The great language debate

South Africa’s immense diversity continues to astound me. This country truly is the Rainbow Nation in so many different ways. Linguistically, South Africa plays home to 11 official languages although many more tongues can be found. This great linguistic spread can create confusion when dealing across ethnic or traditional boundaries. Luckily, many South Africans are capable of speaking numerous languages and can navigate the divide between languages with relative ease.

Unfortunately, this ease does not tend to translate into the learning, teaching, and speaking of English. In most schools in South Africa, learners study in their home language (in my case, Setswana) from Grade R-Grade 3. During those early years, learners will (ideally) complete one hour of English each day. When learners reach Grade 4, English is no longer just the First Additional Language, but the language of instruction. This means that all subject content (math, history, science, etc.) is expected to be conducted in English.

For those attending schools in a deep rural area, this immediate switch can be disconcerting and even impossible. Many teachers feel incapable of communicating the subject material in English and rely upon the home language to make their points.

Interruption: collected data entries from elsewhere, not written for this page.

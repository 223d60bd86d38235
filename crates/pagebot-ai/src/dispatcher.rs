// SPDX-FileCopyrightText: 2026 Pagebot Contributors
// SPDX-License-Identifier: MIT OR Apache-2.0

//! AI reply dispatch.
//!
//! Builds the prompt context from the message log and contact data, picks a
//! provider by model name and a key from the page's rotation list, and calls
//! the provider under a timeout. Any failure turns into a fallback reply; the
//! dispatcher never returns an error to the engine.

use std::sync::Arc;
use std::time::Duration;

use pagebot_config::model::{AiConfig, ProvidersConfig};
use pagebot_core::types::{AiOverrides, Page, ProviderRequest, ProviderResponse};
use pagebot_core::{PagebotError, ProviderAdapter, StorageAdapter};
use secrecy::SecretString;
use tracing::{debug, info, warn};

use crate::context;
use crate::family::ProviderFamily;
use crate::keys::KeyRotator;

/// One adapter per provider family.
#[derive(Clone)]
pub struct Providers {
    pub openai: Arc<dyn ProviderAdapter>,
    pub anthropic: Arc<dyn ProviderAdapter>,
    pub gemini: Arc<dyn ProviderAdapter>,
}

impl Providers {
    pub fn get(&self, family: ProviderFamily) -> &Arc<dyn ProviderAdapter> {
        match family {
            ProviderFamily::OpenAi => &self.openai,
            ProviderFamily::Anthropic => &self.anthropic,
            ProviderFamily::Gemini => &self.gemini,
        }
    }
}

/// Input for one AI reply.
#[derive(Debug, Clone, Copy)]
pub struct AiRequest<'a> {
    pub page: &'a Page,
    pub user_id: &'a str,
    /// The inbound message text.
    pub text: &'a str,
    /// Node-level overrides; `None` for the top-level fallback.
    pub overrides: Option<&'a AiOverrides>,
}

/// The text to send back, and whether a provider produced it.
#[derive(Debug, Clone, PartialEq, Eq)]
pub struct AiReply {
    pub text: String,
    /// `false` when this is a fallback message. Only generated replies are
    /// billable.
    pub generated: bool,
}

pub struct AiDispatcher {
    config: AiConfig,
    credentials: ProvidersConfig,
    providers: Providers,
    storage: Arc<dyn StorageAdapter + Send + Sync>,
    rotator: KeyRotator,
}

impl AiDispatcher {
    pub fn new(
        config: AiConfig,
        credentials: ProvidersConfig,
        providers: Providers,
        storage: Arc<dyn StorageAdapter + Send + Sync>,
    ) -> Self {
        Self {
            config,
            credentials,
            providers,
            storage,
            rotator: KeyRotator::default(),
        }
    }

    /// Replace the key rotator, e.g. with a seeded one.
    pub fn with_rotator(mut self, rotator: KeyRotator) -> Self {
        self.rotator = rotator;
        self
    }

    /// Produce a reply. Provider, credential, and timeout failures are logged
    /// and answered with the fallback message.
    pub async fn reply(&self, request: AiRequest<'_>) -> AiReply {
        match self.generate(request).await {
            Ok(response) => {
                info!(
                    page_id = request.page.id.as_str(),
                    user_id = request.user_id,
                    model = response.model.as_str(),
                    "AI reply generated"
                );
                AiReply {
                    text: response.text,
                    generated: true,
                }
            }
            Err(e) => {
                warn!(
                    page_id = request.page.id.as_str(),
                    user_id = request.user_id,
                    error = %e,
                    "AI reply failed, sending fallback"
                );
                let text = request
                    .overrides
                    .and_then(|o| non_empty(o.fallback_message.as_deref()))
                    .unwrap_or(&self.config.fallback_message)
                    .to_string();
                AiReply {
                    text,
                    generated: false,
                }
            }
        }
    }

    async fn generate(&self, request: AiRequest<'_>) -> Result<ProviderResponse, PagebotError> {
        let overrides = request.overrides;
        let page = request.page;

        let model = overrides
            .and_then(|o| non_empty(o.model.as_deref()))
            .unwrap_or(&self.config.default_model)
            .to_string();
        let family = ProviderFamily::for_model(&model);
        let api_key = self
            .api_key(family, page)
            .ok_or_else(|| PagebotError::provider(format!("no {family} API key configured")))?;

        let history = self
            .storage
            .recent_messages(&page.id, request.user_id, self.config.history_window)
            .await?;
        let variables = self.storage.list_variables(&page.id, request.user_id).await?;
        let tags = self.storage.list_tags(&page.id, request.user_id).await?;

        let base_prompt = overrides
            .and_then(|o| non_empty(o.system_prompt.as_deref()))
            .or_else(|| non_empty(page.ai_prompt.as_deref()))
            .unwrap_or(&self.config.default_system_prompt);
        let system = context::system_instruction(
            base_prompt,
            &variables,
            &tags,
            overrides.and_then(|o| o.knowledge_base.as_deref()),
        );
        let user_turn = overrides
            .and_then(|o| non_empty(o.prompt.as_deref()))
            .unwrap_or(request.text);
        let messages = context::conversation_turns(&history, user_turn);

        debug!(
            page_id = page.id.as_str(),
            %family,
            model = model.as_str(),
            history = history.len(),
            "dispatching AI request"
        );

        let provider_request = ProviderRequest {
            model,
            system,
            messages,
            max_tokens: self.config.max_output_tokens,
            api_key: SecretString::from(api_key),
        };
        let duration = Duration::from_secs(self.config.timeout_secs);
        tokio::time::timeout(duration, self.providers.get(family).complete(provider_request))
            .await
            .map_err(|_| PagebotError::Timeout { duration })?
    }

    /// Page rotation list first, then the process-wide default.
    fn api_key(&self, family: ProviderFamily, page: &Page) -> Option<String> {
        match family.page_keys(&page.ai_keys) {
            Some(list) if !list.trim().is_empty() => self.rotator.pick(list),
            _ => non_empty(family.default_key(&self.credentials)).map(str::to_string),
        }
    }
}

fn non_empty(value: Option<&str>) -> Option<&str> {
    value.filter(|v| !v.trim().is_empty())
}
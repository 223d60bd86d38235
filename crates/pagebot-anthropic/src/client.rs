// SPDX-FileCopyrightText: 2026 Pagebot Contributors
// SPDX-License-Identifier: MIT OR Apache-2.0

//! HTTP client for the Anthropic Messages API.
//!
//! Provides [`AnthropicClient`] which handles request construction,
//! per-request authentication, and transient error retry.

use std::time::Duration;

use pagebot_core::PagebotError;
use reqwest::header::{HeaderMap, HeaderValue};
use tracing::{debug, warn};

use crate::types::{ApiErrorResponse, MessageRequest, MessageResponse};

/// HTTP client for Anthropic API communication.
///
/// The API key is supplied per call because pages rotate through their own
/// key lists.
#[derive(Debug, Clone)]
pub struct AnthropicClient {
    client: reqwest::Client,
    max_retries: u32,
    base_url: String,
}

impl AnthropicClient {
    /// Creates a client for `base_url` (e.g. `https://api.anthropic.com`).
    pub fn new(base_url: &str, api_version: &str) -> Result<Self, PagebotError> {
        let mut headers = HeaderMap::new();
        headers.insert(
            "anthropic-version",
            HeaderValue::from_str(api_version).map_err(|e| {
                PagebotError::Config(format!("invalid API version header value: {e}"))
            })?,
        );
        headers.insert("content-type", HeaderValue::from_static("application/json"));

        let client = reqwest::Client::builder()
            .default_headers(headers)
            .timeout(Duration::from_secs(120))
            .build()
            .map_err(|e| PagebotError::Provider {
                message: format!("failed to build HTTP client: {e}"),
                source: Some(Box::new(e)),
            })?;

        Ok(Self {
            client,
            max_retries: 1,
            base_url: format!("{}/v1/messages", base_url.trim_end_matches('/')),
        })
    }

    /// Sends a non-streaming request and returns the full response.
    ///
    /// On transient errors (429, 500, 503, 529), retries once after a 1-second delay.
    pub async fn complete_message(
        &self,
        api_key: &str,
        request: &MessageRequest,
    ) -> Result<MessageResponse, PagebotError> {
        let mut last_error = None;

        for attempt in 0..=self.max_retries {
            if attempt > 0 {
                warn!(attempt, "retrying completion request after transient error");
                tokio::time::sleep(Duration::from_secs(1)).await;
            }

            let response = self
                .client
                .post(&self.base_url)
                .header("x-api-key", api_key)
                .json(request)
                .send()
                .await
                .map_err(|e| PagebotError::Provider {
                    message: format!("HTTP request failed: {e}"),
                    source: Some(Box::new(e)),
                })?;

            let status = response.status();
            debug!(status = %status, attempt, "completion response received");

            if status.is_success() {
                let body = response.text().await.map_err(|e| PagebotError::Provider {
                    message: format!("failed to read response body: {e}"),
                    source: Some(Box::new(e)),
                })?;
                return serde_json::from_str(&body).map_err(|e| PagebotError::Provider {
                    message: format!("failed to parse API response: {e}"),
                    source: Some(Box::new(e)),
                });
            }

            let body = response.text().await.unwrap_or_default();
            if is_transient_error(status) && attempt < self.max_retries {
                warn!(status = %status, body = %body, "transient error, will retry");
                last_error = Some(PagebotError::provider(format!("API returned {status}: {body}")));
                continue;
            }

            let error_msg = match serde_json::from_str::<ApiErrorResponse>(&body) {
                Ok(api_err) => format!(
                    "Anthropic API error ({}): {}",
                    api_err.error.type_, api_err.error.message
                ),
                Err(_) => format!("API returned {status}: {body}"),
            };
            return Err(PagebotError::provider(error_msg));
        }

        Err(last_error
            .unwrap_or_else(|| PagebotError::provider("completion request failed after retries")))
    }
}

/// Returns true for HTTP status codes that indicate transient errors worth retrying.
fn is_transient_error(status: reqwest::StatusCode) -> bool {
    matches!(status.as_u16(), 429 | 500 | 503 | 529)
}
// SPDX-FileCopyrightText: 2026 Pagebot Contributors
// SPDX-License-Identifier: MIT OR Apache-2.0

//! Provider family selection by model name.

use pagebot_config::model::ProvidersConfig;
use pagebot_core::types::ProviderKeys;
use strum::Display;

/// A generative provider family.
#[derive(Debug, Clone, Copy, PartialEq, Eq, Hash, Display)]
#[strum(serialize_all = "lowercase")]
pub enum ProviderFamily {
    OpenAi,
    Anthropic,
    Gemini,
}

impl ProviderFamily {
    /// `gpt*` models go to OpenAI, `claude*` to Anthropic, everything else
    /// to Gemini.
    pub fn for_model(model: &str) -> Self {
        if model.starts_with("gpt") {
            Self::OpenAi
        } else if model.starts_with("claude") {
            Self::Anthropic
        } else {
            Self::Gemini
        }
    }

    /// The page's comma-separated key list for this family.
    pub fn page_keys(self, keys: &ProviderKeys) -> Option<&str> {
        match self {
            Self::OpenAi => keys.openai_keys.as_deref(),
            Self::Anthropic => keys.anthropic_keys.as_deref(),
            Self::Gemini => keys.gemini_keys.as_deref(),
        }
    }

    /// The process-wide default key for this family.
    pub fn default_key(self, providers: &ProvidersConfig) -> Option<&str> {
        match self {
            Self::OpenAi => providers.openai.api_key.as_deref(),
            Self::Anthropic => providers.anthropic.api_key.as_deref(),
            Self::Gemini => providers.gemini.api_key.as_deref(),
        }
    }
}
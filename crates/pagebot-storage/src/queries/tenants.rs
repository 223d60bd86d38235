// SPDX-FileCopyrightText: 2026 Pagebot Contributors
// SPDX-License-Identifier: MIT OR Apache-2.0

//! Tenant records and the usage counter.

use pagebot_core::PagebotError;
use pagebot_core::types::Tenant;
use rusqlite::params;

use crate::database::{Database, map_tr_err, now};

/// Insert a tenant.
pub async fn create_tenant(db: &Database, tenant: &Tenant) -> Result<(), PagebotError> {
    let tenant = tenant.clone();
    let ts = now();
    db.connection()
        .call(move |conn| {
            conn.execute(
                "INSERT INTO tenants (id, email, name, plan, message_count, last_reset, created_at)
                 VALUES (?1, ?2, ?3, ?4, ?5, ?6, ?6)",
                params![
                    tenant.id,
                    tenant.email,
                    tenant.name,
                    tenant.plan,
                    tenant.message_count,
                    ts,
                ],
            )?;
            Ok(())
        })
        .await
        .map_err(map_tr_err)
}

/// Get a tenant by ID.
pub async fn get_tenant(db: &Database, id: &str) -> Result<Option<Tenant>, PagebotError> {
    let id = id.to_string();
    db.connection()
        .call(move |conn| {
            let result = conn.query_row(
                "SELECT id, email, name, plan, message_count FROM tenants WHERE id = ?1",
                params![id],
                |row| {
                    Ok(Tenant {
                        id: row.get(0)?,
                        email: row.get(1)?,
                        name: row.get(2)?,
                        plan: row.get(3)?,
                        message_count: row.get(4)?,
                    })
                },
            );
            match result {
                Ok(tenant) => Ok(Some(tenant)),
                Err(rusqlite::Error::QueryReturnedNoRows) => Ok(None),
                Err(e) => Err(e),
            }
        })
        .await
        .map_err(map_tr_err)
}

/// Atomically add one to the usage counter, returning the new value.
pub async fn increment_usage(db: &Database, tenant_id: &str) -> Result<i64, PagebotError> {
    let tenant_id = tenant_id.to_string();
    let missing = tenant_id.clone();
    let count = db
        .connection()
        .call(move |conn| {
            let result = conn.query_row(
                "UPDATE tenants SET message_count = message_count + 1
                 WHERE id = ?1 RETURNING message_count",
                params![tenant_id],
                |row| row.get::<_, i64>(0),
            );
            match result {
                Ok(count) => Ok(Some(count)),
                Err(rusqlite::Error::QueryReturnedNoRows) => Ok(None),
                Err(e) => Err(e),
            }
        })
        .await
        .map_err(map_tr_err)?;

    count.ok_or(PagebotError::NotFound {
        kind: "tenant",
        id: missing,
    })
}

/// Zero the usage counter and stamp the reset time.
pub async fn reset_usage(db: &Database, tenant_id: &str) -> Result<(), PagebotError> {
    let tenant_id = tenant_id.to_string();
    let ts = now();
    db.connection()
        .call(move |conn| {
            conn.execute(
                "UPDATE tenants SET message_count = 0, last_reset = ?2 WHERE id = ?1",
                params![tenant_id, ts],
            )?;
            Ok(())
        })
        .await
        .map_err(map_tr_err)
}
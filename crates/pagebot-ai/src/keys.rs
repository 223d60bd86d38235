// SPDX-FileCopyrightText: 2026 Pagebot Contributors
// SPDX-License-Identifier: MIT OR Apache-2.0

//! Random selection among a page's API keys.

use std::sync::Mutex;

use rand::rngs::StdRng;
use rand::{Rng, RngCore, SeedableRng};

/// Picks one key uniformly at random from a comma-separated list.
///
/// The random source is injected so tests can pin the choice.
pub struct KeyRotator {
    rng: Mutex<Box<dyn RngCore + Send>>,
}

impl Default for KeyRotator {
    fn default() -> Self {
        Self::with_rng(StdRng::from_entropy())
    }
}

impl std::fmt::Debug for KeyRotator {
    fn fmt(&self, f: &mut std::fmt::Formatter<'_>) -> std::fmt::Result {
        f.debug_struct("KeyRotator").finish_non_exhaustive()
    }
}

impl KeyRotator {
    pub fn with_rng(rng: impl RngCore + Send + 'static) -> Self {
        Self {
            rng: Mutex::new(Box::new(rng)),
        }
    }

    /// Split `list` on commas, trim, drop empties, pick one.
    ///
    /// Returns `None` when the list holds no usable key.
    pub fn pick(&self, list: &str) -> Option<String> {
        let keys: Vec<&str> = list
            .split(',')
            .map(str::trim)
            .filter(|k| !k.is_empty())
            .collect();
        match keys.len() {
            0 => None,
            1 => Some(keys[0].to_string()),
            n => {
                let mut rng = self.rng.lock().unwrap_or_else(|e| e.into_inner());
                Some(keys[rng.gen_range(0..n)].to_string())
            }
        }
    }
}

#[cfg(test)]
mod tests {
    use super::*;
    use rand::rngs::mock::StepRng;
    use std::collections::HashSet;

    #[test]
    fn trims_and_drops_empty_entries() {
        let rotator = KeyRotator::default();
        assert_eq!(rotator.pick(" k1 ,, "), Some("k1".to_string()));
        assert_eq!(rotator.pick(" , ,"), None);
        assert_eq!(rotator.pick(""), None);
    }

    #[test]
    fn injected_rng_pins_the_choice() {
        let rotator = KeyRotator::with_rng(StepRng::new(0, 0));
        for _ in 0..5 {
            assert_eq!(rotator.pick("a, b, c"), Some("a".to_string()));
        }
    }

    #[test]
    fn seeded_rng_is_reproducible() {
        let first = KeyRotator::with_rng(StdRng::seed_from_u64(7));
        let second = KeyRotator::with_rng(StdRng::seed_from_u64(7));
        let a: Vec<_> = (0..10).map(|_| first.pick("a,b,c,d")).collect();
        let b: Vec<_> = (0..10).map(|_| second.pick("a,b,c,d")).collect();
        assert_eq!(a, b);
    }

    #[test]
    fn every_key_is_reachable() {
        let rotator = KeyRotator::with_rng(StdRng::seed_from_u64(42));
        let seen: HashSet<_> = (0..200).filter_map(|_| rotator.pick("a,b,c")).collect();
        assert_eq!(seen.len(), 3);
    }
}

So the question often discussed by educators is whether learners would be better off completing all their studies in home language and completely disregarding the use of English? While it seems to me that it would be almost guaranteed to improve scores by teaching solely in home language, I feel it would deprive learners of access to the outside world and inhibit future opportunities beyond the village. Similarly, I believe it would create a disconnect across the nation, making it devoid of a common language to share.

That said, I understand that many feel that by using English, we are perpetuating a system of oppression imposed by the British.

Language selection remains a far from easy decision. Many teachers in my community opt to send their children to private schools where they study in English and Afrikaans, a language protested not long ago for its own oppressive links. Some schools opt to identify English as a home language, beginning instruction in Grade R and supplementing the traditional language as a First Additional Language.

While I am certainly no expert, I do know what it feels like to look at a math test and have the gut wrenching feeling that I have no idea what is on the page in front of me. For my learners who see nothing more than specks of ink splotched across a page, I am sorry. For me, the importance of mastering a second, third, or fourth language has never been more clear but the path to success remains murkier than ever.